About 60 percent of the world's cobalt comes from the Democratic Republic of the Congo.


Some of the largest companies on the planet are being sued by the families of children killed mining cobalt in the DRC; including Google, Apple, Tesla, Microsoft and Dell. The first three of these are also fond of claiming moral high ground ... particularly Tesla's Elon Musk. But when it comes to a choice between cheap cobalt and children's lives, then the children will be rather like people on walking frames at Boxing Day sales.


In 2009, DRC produced 40 percent of the year's 62,000 tonnes of cobalt. A decade later, and the DRC produced 70 percent of the year's 140,000 tonnes. The graphite bottle neck is more subtle. Graphite is just carbon, but the kind used in batteries has a special structure, and that special kind is rather hard to come by or make.


But cobalt mining is just the start of the battery bottlenecks. Battery factories are also a big deal. Back it 2018, it was predicted that Li-ion battery production capacity would swell by a factor of almost 5 in the following decade; bringing it to just over 1 TWh (a terawatt is a million million watts).

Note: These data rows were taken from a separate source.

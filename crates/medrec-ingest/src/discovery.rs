//! Page file discovery.

use std::path::{Path, PathBuf};

use crate::error::{IngestError, Result};

/// Lists all `.txt` files in a directory (extension match is
/// case-insensitive).
///
/// Returns files sorted by filename.
pub fn list_page_files(dir: &Path) -> Result<Vec<PathBuf>> {
    if !dir.is_dir() {
        return Err(IngestError::DirectoryNotFound {
            path: dir.to_path_buf(),
        });
    }

    let entries = std::fs::read_dir(dir).map_err(|e| IngestError::DirectoryRead {
        path: dir.to_path_buf(),
        source: e,
    })?;

    let mut files = Vec::new();
    for entry_result in entries {
        let entry = entry_result.map_err(|e| IngestError::DirectoryRead {
            path: dir.to_path_buf(),
            source: e,
        })?;
        let path = entry.path();
        if !path.is_file() {
            continue;
        }
        let is_text = path
            .extension()
            .and_then(|ext| ext.to_str())
            .is_some_and(|ext| ext.eq_ignore_ascii_case("txt"));
        if is_text {
            files.push(path);
        }
    }

    files.sort_by(|a, b| a.file_name().cmp(&b.file_name()));
    Ok(files)
}

/// Page number encoded in a file name: the last run of ASCII digits in the
/// stem, e.g. `scan_page_012.txt` -> 12.
pub fn page_number_from_path(path: &Path) -> Option<u32> {
    let stem = path.file_stem()?.to_str()?;
    let end = stem.rfind(|c: char| c.is_ascii_digit())? + 1;
    let start = stem[..end]
        .rfind(|c: char| !c.is_ascii_digit())
        .map_or(0, |i| i + 1);
    stem[start..end].parse().ok()
}
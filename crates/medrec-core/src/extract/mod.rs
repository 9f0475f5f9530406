//! Per-page entity extraction.
//!
//! [`EntityExtractor`] turns page text into an [`ExtractedEntities`] record:
//! patient banner, inherited context, header labels, provider and date of
//! service, in that order. Fields that cannot be resolved keep their sentinel
//! values; extraction never fails.

mod dates;
mod headers;
mod patient;
mod provider;

use chrono::{Local, NaiveDate};
use medrec_model::{DEFAULT_HEADER, ExtractedEntities, format_dos};
use medrec_standards::CompiledPatterns;

use crate::context::DocumentContext;

/// Extracts metadata from page text using one compiled pattern list and a
/// date-of-service sentinel fixed at construction.
#[derive(Debug, Clone)]
pub struct EntityExtractor {
    patterns: CompiledPatterns,
    unresolved_dos: String,
}

impl EntityExtractor {
    /// Uses the local date as the unresolved date of service.
    pub fn new(patterns: CompiledPatterns) -> Self {
        Self::with_today(patterns, Local::now().date_naive())
    }

    pub fn with_today(patterns: CompiledPatterns, today: NaiveDate) -> Self {
        Self {
            patterns,
            unresolved_dos: format_dos(today),
        }
    }

    /// Date-of-service sentinel of this extractor.
    pub fn unresolved_dos(&self) -> &str {
        &self.unresolved_dos
    }

    pub fn patterns(&self) -> &CompiledPatterns {
        &self.patterns
    }

    /// A fresh context sharing this extractor's sentinel.
    pub fn new_context(&self, max_gap: u32) -> DocumentContext {
        DocumentContext::new(self.unresolved_dos.clone()).with_max_gap(max_gap)
    }

    /// Context-free extraction.
    pub fn extract(&self, text: &str) -> ExtractedEntities {
        self.extract_with_context(text, None, None)
    }

    /// Extraction that may inherit metadata from `context` when `page_num`
    /// lies within the context's gap. Detected values override inherited
    /// ones.
    pub fn extract_with_context(
        &self,
        text: &str,
        context: Option<&DocumentContext>,
        page_num: Option<u32>,
    ) -> ExtractedEntities {
        let mut entities = ExtractedEntities::unresolved(self.unresolved_dos.clone());
        entities.patient_info = patient::detect_patient(text);

        if let (Some(context), Some(page_num)) = (context, page_num)
            && let Some(inherited) = context.inherit(page_num)
        {
            if !entities.patient_info.has_mrn() && inherited.patient_info.has_mrn() {
                entities.patient_info = inherited.patient_info;
            }
            if let Some(dos) = inherited.dos {
                entities.dos = dos;
            }
            if let Some(provider) = inherited.provider {
                entities.provider = provider;
            }
            if let Some(header) = inherited.header {
                entities.headers = vec![header];
            }
        }

        let found = headers::detect_headers(text, &self.patterns);
        if !found.is_empty() {
            entities.headers = found.into_iter().collect();
        }

        if let Some(provider) = provider::detect_provider(text) {
            entities.provider = provider;
        }

        entities.dos = dates::detect_dos(text, &entities.dos, &self.unresolved_dos);
        entities
    }

    /// Header labels of `text` without context, never empty.
    pub fn headers(&self, text: &str) -> Vec<String> {
        let found = headers::detect_headers(text, &self.patterns);
        if found.is_empty() {
            vec![DEFAULT_HEADER.to_string()]
        } else {
            found.into_iter().collect()
        }
    }
}
//! End-to-end processing of one document.

use std::collections::BTreeSet;

use medrec_model::{ClusterLabel, OutputRow, Page, PipelineOptions};
use medrec_standards::{CategoryMap, CompiledPatterns};
use serde::Serialize;
use tracing::{debug, info, info_span};

use crate::assemble::OutputAssembler;
use crate::cluster::cluster_embeddings;
use crate::embed::EmbeddingProvider;
use crate::error::{CoreError, Result};
use crate::extract::EntityExtractor;
use crate::metrics::ProcessingMetrics;
use crate::postprocess::postprocess_clusters;

/// Everything one run produces. `pages`, `raw_labels` and `labels` are
/// index-aligned and in ascending page order.
#[derive(Debug, Clone, Serialize)]
pub struct PipelineOutput {
    pub pages: Vec<Page>,
    pub raw_labels: Vec<ClusterLabel>,
    pub labels: Vec<ClusterLabel>,
    pub rows: Vec<OutputRow>,
    pub metrics: ProcessingMetrics,
}

impl PipelineOutput {
    pub fn page_numbers(&self) -> Vec<u32> {
        self.pages.iter().map(Page::page_num).collect()
    }
}

#[derive(Debug, Clone)]
pub struct DocumentPipeline {
    options: PipelineOptions,
    extractor: EntityExtractor,
    assembler: OutputAssembler,
}

impl DocumentPipeline {
    pub fn new(options: PipelineOptions, patterns: CompiledPatterns) -> Self {
        Self::with_extractor(options, EntityExtractor::new(patterns))
    }

    pub fn with_extractor(options: PipelineOptions, extractor: EntityExtractor) -> Self {
        let categories = CategoryMap::builtin().with_overrides(&options.categories);
        let assembler = OutputAssembler::new(categories, options.output.clone())
            .with_max_inherit_gap(options.context.max_inherit_gap);
        Self {
            options,
            extractor,
            assembler,
        }
    }

    pub fn options(&self) -> &PipelineOptions {
        &self.options
    }

    pub fn extractor(&self) -> &EntityExtractor {
        &self.extractor
    }

    pub fn categories(&self) -> &CategoryMap {
        self.assembler.categories()
    }

    /// Embeds, clusters, repairs and assembles `pages`.
    ///
    /// Pages may arrive in any order; embeddings are requested in input
    /// order and then reordered together with their pages.
    pub fn run(&self, pages: Vec<Page>, provider: &dyn EmbeddingProvider) -> Result<PipelineOutput> {
        let span = info_span!("process", pages = pages.len());
        let _guard = span.enter();

        validate_pages(&pages)?;

        let texts: Vec<&str> = pages.iter().map(|page| page.text.as_str()).collect();
        let embeddings = provider.embed_batch(&texts)?;
        if embeddings.len() != pages.len() {
            return Err(CoreError::EmbeddingCount {
                expected: pages.len(),
                actual: embeddings.len(),
            });
        }
        debug!(dimension = provider.dimension(), "embedded pages");

        let mut paired: Vec<(Page, Vec<f32>)> = pages.into_iter().zip(embeddings).collect();
        paired.sort_by_key(|(page, _)| page.page_num());
        let (pages, embeddings): (Vec<Page>, Vec<Vec<f32>>) = paired.into_iter().unzip();

        let raw_labels = cluster_embeddings(&embeddings, &self.options.clustering)?;
        let labels = postprocess_clusters(
            &pages,
            &raw_labels,
            &self.extractor,
            self.options.postprocess.max_page_gap,
        )?;
        let rows = self.assembler.assemble(&pages, &labels, &self.extractor)?;
        let metrics = ProcessingMetrics::compute(&pages, &labels, &self.extractor);

        info!(
            clusters = metrics.total_clusters,
            rows = rows.len(),
            "document processed"
        );
        Ok(PipelineOutput {
            pages,
            raw_labels,
            labels,
            rows,
            metrics,
        })
    }
}

/// Page numbers must be positive and unique within a document.
pub fn validate_pages(pages: &[Page]) -> Result<()> {
    let mut seen = BTreeSet::new();
    for (index, page) in pages.iter().enumerate() {
        let page_num = page.page_num();
        if page_num == 0 {
            return Err(CoreError::InvalidPageNumber { index });
        }
        if !seen.insert(page_num) {
            return Err(CoreError::DuplicatePage { page_num });
        }
    }
    Ok(())
}
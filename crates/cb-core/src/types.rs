//! Core type definitions for comment-board

use serde::{Deserialize, Deserializer, Serialize};
use std::fmt;
use uuid::Uuid;

/// Unique identifier for a comment
///
/// The mock endpoint stores seeded comments with integer ids (`"rpid": 3`)
/// while locally published comments get a UUID v4. Both end up here as text.
#[derive(Debug, Clone, PartialEq, Eq, Hash, Serialize)]
#[serde(transparent)]
pub struct CommentId(pub String);

impl CommentId {
    /// Generate a new CommentId
    pub fn new() -> Self {
        CommentId(Uuid::new_v4().to_string())
    }

    /// Create a CommentId from a string
    pub fn from_string(s: impl Into<String>) -> Self {
        CommentId(s.into())
    }

    /// Get the string value
    pub fn as_str(&self) -> &str {
        &self.0
    }
}

impl Default for CommentId {
    fn default() -> Self {
        Self::new()
    }
}

impl From<u64> for CommentId {
    fn from(n: u64) -> Self {
        CommentId(n.to_string())
    }
}

impl From<&str> for CommentId {
    fn from(s: &str) -> Self {
        CommentId::from_string(s)
    }
}

impl fmt::Display for CommentId {
    fn fmt(&self, f: &mut fmt::Formatter<'_>) -> fmt::Result {
        write!(f, "{}", self.0)
    }
}

impl<'de> Deserialize<'de> for CommentId {
    fn deserialize<D>(deserializer: D) -> std::result::Result<Self, D::Error>
    where
        D: Deserializer<'de>,
    {
        #[derive(Deserialize)]
        #[serde(untagged)]
        enum RawId {
            Number(u64),
            Text(String),
        }

        Ok(match RawId::deserialize(deserializer)? {
            RawId::Number(n) => CommentId::from(n),
            RawId::Text(s) => CommentId(s),
        })
    }
}

/// Identifier of a comment author
#[derive(Debug, Clone, PartialEq, Eq, Hash, Serialize, Deserialize)]
#[serde(transparent)]
pub struct UserId(pub String);

impl UserId {
    /// Create a UserId from a string
    pub fn from_string(s: impl Into<String>) -> Self {
        UserId(s.into())
    }

    /// Get the string value
    pub fn as_str(&self) -> &str {
        &self.0
    }
}

impl fmt::Display for UserId {
    fn fmt(&self, f: &mut fmt::Formatter<'_>) -> fmt::Result {
        write!(f, "{}", self.0)
    }
}

#[cfg(test)]
mod tests {
    use super::*;

    #[test]
    fn test_comment_id_uniqueness() {
        let id1 = CommentId::new();
        let id2 = CommentId::new();
        assert_ne!(id1, id2);
    }

    #[test]
    fn test_comment_id_from_number_or_string() {
        let numeric: CommentId = serde_json::from_str("3").unwrap();
        assert_eq!(numeric, CommentId::from_string("3"));

        let text: CommentId =
            serde_json::from_str("\"0b9c6a58-2f0c-4c39-9b0c-2a4f4bd0b0f1\"").unwrap();
        assert_eq!(text.as_str(), "0b9c6a58-2f0c-4c39-9b0c-2a4f4bd0b0f1");
    }

    #[test]
    fn test_comment_id_serializes_as_plain_string() {
        let json = serde_json::to_string(&CommentId::from(7u64)).unwrap();
        assert_eq!(json, "\"7\"");
    }

    #[test]
    fn test_user_id_display() {
        let id = UserId::from_string("30009257");
        assert_eq!(id.to_string(), "30009257");
    }
}
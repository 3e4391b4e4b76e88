//! Comment list payload parsing

use cb_core::comment::Comment;
use cb_core::Result;
use serde::Deserialize;

/// json-server data file layout: `{ "list": [...] }`
#[derive(Deserialize)]
struct Database {
    list: Vec<Comment>,
}

/// Parse a comment list from JSON text
///
/// Accepts the `GET /list` response (a bare array) or the data file.
pub fn parse_comment_list(body: &str) -> Result<Vec<Comment>> {
    if body.trim_start().starts_with('{') {
        let db: Database = serde_json::from_str(body)?;
        Ok(db.list)
    } else {
        Ok(serde_json::from_str(body)?)
    }
}
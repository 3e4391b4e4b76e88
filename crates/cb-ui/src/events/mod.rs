//! Event handling

use anyhow::Result;
use crossterm::event::{self, KeyEvent, KeyEventKind};
use std::time::Duration;

/// Application events
#[derive(Debug, Clone)]
pub enum Event {
    /// Keyboard input
    Input(KeyEvent),
    /// Terminal resize
    Resize(u16, u16),
    /// Nothing happened within the poll interval
    Tick,
}

/// Wait up to `timeout` for the next terminal event
pub fn poll(timeout: Duration) -> Result<Event> {
    if !event::poll(timeout)? {
        return Ok(Event::Tick);
    }

    Ok(match event::read()? {
        // Windows reports key releases as well
        event::Event::Key(key) if key.kind == KeyEventKind::Press => Event::Input(key),
        event::Event::Resize(w, h) => Event::Resize(w, h),
        _ => Event::Tick,
    })
}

How much is that? A Tesla model S battery is 85 kwh, so 1 TWh is enough to produce 12 million of these. Annual new car sales are about 90 million per year ... so even by 2028 and even assuming average batteries are more modest than Tesla batteries, some 70 million new petrol cars will be hitting the roads. In addition to the ones from the year before.


But what's this got to do with my friend and his house battery?


For every 10 people who put a battery in their house, that's one less Tesla car battery. If 100 million people across the rich world bought house batteries, then there would be no capacity for car batteries; assuming the 5 fold production capacity output materialises by 2028.


There are good ways of producing reliable household energy that don't require batteries. But there are very few climate ways of dealing with moving energy requirements.


So please. The question isn't "how much can I save off my power bill with a battery?", but "Do I really want to think only about my self?". South Australia's vote buying campaign to subsidise household batteries for people is simply brain dead dismal policy.


The battery issue is similar to other resource usage problems. The optimal decision for a person only interested in their own financial outcome isn't optimal for society as a whole.